Fino al 30 giugno 2024 è aperta al Mudec di Milano la mostra Short & Sweet di Martin Parr, uno dei fotografi documentaristi britannici più affermati e riconosciuti del nostro tempo. Un progetto espositivo curato direttamente dall’artista con Magnum Photos in cui Martin Parr presenta oltre 60 fotografie da lui appositamente selezionate e presentate insieme al corpus di immagini della serie Common Sense, che lo ha reso famoso, per ripercorrere la carriera di uno dei più famosi fotografi della nostra epoca.

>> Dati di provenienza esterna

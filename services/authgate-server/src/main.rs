//! AuthGate Server
//!
//! Password and OAuth2 provider login in front of a single account store,
//! handing out bearer tokens.
//!
//! # Usage
//!
//! ```bash
//! # Development: in-memory store, generated signing key
//! authgate-server --dev-mode
//!
//! # Start with custom config
//! authgate-server --config /path/to/config.toml
//!
//! # Start with environment overrides
//! AUTHGATE__SERVER__PORT=8080 authgate-server
//! ```

use std::future::IntoFuture;
use std::net::SocketAddr;
use std::sync::Arc;
use std::time::Duration;

use base64::{engine::general_purpose::STANDARD, Engine as _};
use clap::Parser;
use rand::RngCore;
use tokio::signal;
use tracing_subscriber::{fmt, prelude::*, EnvFilter};

use authgate_auth::AuthService;
use authgate_db::{Database, IdentityStore, MemoryIdentityStore};
use authgate_server::config::{LoggingConfig, MetricsConfig, ServerConfig};
use authgate_server::{create_router, AppState, HttpProviderClient, OAuth2Flow};

// =============================================================================
// CLI Arguments
// =============================================================================

/// AuthGate Server - password and OAuth2 login with bearer tokens
#[derive(Parser, Debug)]
#[command(name = "authgate-server")]
#[command(author, version, about, long_about = None)]
struct Args {
    /// Path to configuration file (TOML, JSON, or YAML)
    #[arg(short, long, env = "AUTHGATE_CONFIG")]
    config: Option<String>,

    /// Host to bind to
    #[arg(long, env = "AUTHGATE_HOST")]
    host: Option<String>,

    /// Port to listen on
    #[arg(short, long, env = "AUTHGATE_PORT")]
    port: Option<u16>,

    /// Log level (trace, debug, info, warn, error)
    #[arg(long, env = "AUTHGATE_LOG_LEVEL", default_value = "info")]
    log_level: String,

    /// Log format (json, pretty)
    #[arg(long, env = "AUTHGATE_LOG_FORMAT", default_value = "pretty")]
    log_format: String,

    /// PostgreSQL connection URL
    #[arg(long, env = "DATABASE_URL")]
    database_url: Option<String>,

    /// Base64 token signing key
    #[arg(long, env = "JWT_SECRET")]
    jwt_secret: Option<String>,

    /// Development mode: in-memory store, generated signing key
    #[arg(long, env = "AUTHGATE_DEV_MODE")]
    dev_mode: bool,
}

// =============================================================================
// Main Entry Point
// =============================================================================

#[tokio::main]
async fn main() -> anyhow::Result<()> {
    let args = Args::parse();

    let mut server_config = ServerConfig::load(args.config.as_deref())?;

    // Override with CLI arguments
    if let Some(host) = args.host {
        server_config.server.host = host;
    }
    if let Some(port) = args.port {
        server_config.server.port = port;
    }
    if let Some(db_url) = args.database_url {
        server_config.database.postgres_url = db_url;
    }
    if let Some(jwt_secret) = args.jwt_secret {
        server_config.auth.jwt.secret = jwt_secret;
    }
    server_config.logging.level = args.log_level;
    server_config.logging.format = args.log_format;

    init_logging(&server_config.logging)?;

    tracing::info!(
        version = env!("CARGO_PKG_VERSION"),
        dev_mode = args.dev_mode,
        "Starting AuthGate server"
    );

    if args.dev_mode && server_config.auth.jwt.secret.is_empty() {
        tracing::warn!("No JWT secret configured; generated a random key, tokens will not survive a restart");
        server_config.auth.jwt.secret = generate_signing_key();
    }

    validate_config(&server_config, args.dev_mode)?;

    let (store, db) = init_store(&server_config, args.dev_mode).await?;

    let auth = Arc::new(AuthService::new(store, server_config.auth.clone())?);
    let oauth2 = Arc::new(OAuth2Flow::new(
        &server_config.oauth2,
        &server_config.server.public_url,
        Arc::new(HttpProviderClient::new()?),
    )?);

    tracing::info!(
        providers = ?server_config.oauth2.clients.keys().collect::<Vec<_>>(),
        "Authentication service initialized"
    );

    let state = Arc::new(AppState::new(auth, oauth2, db));
    let app = create_router(state, &server_config.api);

    if server_config.metrics.enabled {
        start_metrics_server(&server_config.metrics)?;
    }

    let addr = server_config.server.socket_addr()?;
    let listener = tokio::net::TcpListener::bind(addr).await?;

    tracing::info!(%addr, "Server listening");

    let (signalled_tx, signalled_rx) = tokio::sync::oneshot::channel::<()>();
    let server = axum::serve(listener, app)
        .with_graceful_shutdown(async move {
            shutdown_signal().await;
            let _ = signalled_tx.send(());
        })
        .into_future();

    let timeout = server_config.server.shutdown_timeout();
    tokio::select! {
        result = server => result?,
        _ = async {
            if signalled_rx.await.is_ok() {
                tokio::time::sleep(timeout).await;
            } else {
                std::future::pending::<()>().await;
            }
        } => {
            tracing::warn!(timeout_secs = timeout.as_secs(), "In-flight requests did not finish in time");
        }
    }

    tracing::info!("Server shutdown complete");

    Ok(())
}

// =============================================================================
// Initialization Functions
// =============================================================================

/// Initialize tracing/logging
fn init_logging(config: &LoggingConfig) -> anyhow::Result<()> {
    let env_filter =
        EnvFilter::try_from_default_env().unwrap_or_else(|_| EnvFilter::new(&config.level));

    let subscriber = tracing_subscriber::registry().with(env_filter);

    match config.format.as_str() {
        "json" => subscriber
            .with(fmt::layer().json().with_target(true))
            .try_init()?,
        _ => subscriber
            .with(fmt::layer().pretty().with_target(true))
            .try_init()?,
    }

    Ok(())
}

/// Refuse to start on an unsafe configuration unless in dev mode
fn validate_config(config: &ServerConfig, dev_mode: bool) -> anyhow::Result<()> {
    let errors = config.validate();
    if errors.is_empty() {
        return Ok(());
    }

    if dev_mode {
        for error in &errors {
            tracing::warn!(%error, "Configuration problem ignored in dev mode");
        }
        return Ok(());
    }

    anyhow::bail!("Invalid configuration:\n  {}", errors.join("\n  "))
}

/// PostgreSQL-backed store, or the in-memory one in dev mode
async fn init_store(
    config: &ServerConfig,
    dev_mode: bool,
) -> anyhow::Result<(Arc<dyn IdentityStore>, Option<Arc<Database>>)> {
    if dev_mode {
        tracing::warn!("Using the in-memory account store; accounts are lost on exit");
        return Ok((Arc::new(MemoryIdentityStore::new()), None));
    }

    let db = Database::connect(&authgate_db::DatabaseConfig::from(&config.database)).await?;

    if config.database.run_migrations {
        db.migrate().await?;
    }

    if !db.health_check().await {
        anyhow::bail!("Database health check failed");
    }

    let store: Arc<dyn IdentityStore> = Arc::new(db.account_repo());
    Ok((store, Some(Arc::new(db))))
}

fn generate_signing_key() -> String {
    let mut bytes = [0u8; 64];
    rand::thread_rng().fill_bytes(&mut bytes);
    STANDARD.encode(bytes)
}

/// Start Prometheus metrics server
fn start_metrics_server(config: &MetricsConfig) -> anyhow::Result<()> {
    let addr = SocketAddr::from(([0, 0, 0, 0], config.port));

    metrics_exporter_prometheus::PrometheusBuilder::new()
        .with_http_listener(addr)
        .install()?;

    tracing::info!(port = config.port, "Metrics server started");

    Ok(())
}

// =============================================================================
// Graceful Shutdown
// =============================================================================

/// Wait for shutdown signal (Ctrl+C or SIGTERM)
async fn shutdown_signal() {
    let ctrl_c = async {
        if let Err(e) = signal::ctrl_c().await {
            tracing::error!(error = %e, "Failed to listen for Ctrl+C");
            std::future::pending::<()>().await;
        }
    };

    #[cfg(unix)]
    let terminate = async {
        match signal::unix::signal(signal::unix::SignalKind::terminate()) {
            Ok(mut stream) => {
                stream.recv().await;
            }
            Err(e) => {
                tracing::error!(error = %e, "Failed to install SIGTERM handler");
                std::future::pending::<()>().await;
            }
        }
    };

    #[cfg(not(unix))]
    let terminate = std::future::pending::<()>();

    tokio::select! {
        _ = ctrl_c => {
            tracing::info!("Received Ctrl+C, initiating graceful shutdown...");
        }
        _ = terminate => {
            tracing::info!("Received SIGTERM, initiating graceful shutdown...");
        }
    }
}

// =============================================================================
// Tests
// =============================================================================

Da almeno settant’anni, il procedimento di andare dal dentista per avere dei perfetti denti simmetrici e bianchi è diventato più complesso e all’intervento effettivo, quello riguardante la bocca, si viene precedentemente sottoposti a un intervento molto più subdolo e pervasivo che riguarda, invece, il cervello. Le sale di attesa, ovvero, vengono riempite di pile di riviste, giornali e magazine dai colori sgargianti, e lo sdentato avventore, assuefatto dalla noia e dai monotoni ticchettii di un orologio di design, è costretto ad aprirli, sfogliarli e venire sottoposto a una tortura psicologica assai ben peggiore di quella che lo aspetta, metallica e ronzante, nell’altra sala. Agli occhi dell’avventore viene esibita, in quelle pagine, l’evidenza di una vita migliore della sua. Sorrisi a 48 denti, occhiali da sole, macchine di lusso, seni perfetti: una vita che si rivela, come in quegli stessi set fotografici che l’hanno partorita, perfettamente illuminata, priva di ombre possibili – o di foto venute storte e sfocate. E la sensazione che pervade il corpo di chi si ritrova al cospetto di queste immagini shocking è l’imbarazzo per riconoscersi inadatto, e inadattabile, a quel modello; consapevole delle proprie imperfezioni, delle proprie leggerissime tasche, delle proprie inevitabili rughe.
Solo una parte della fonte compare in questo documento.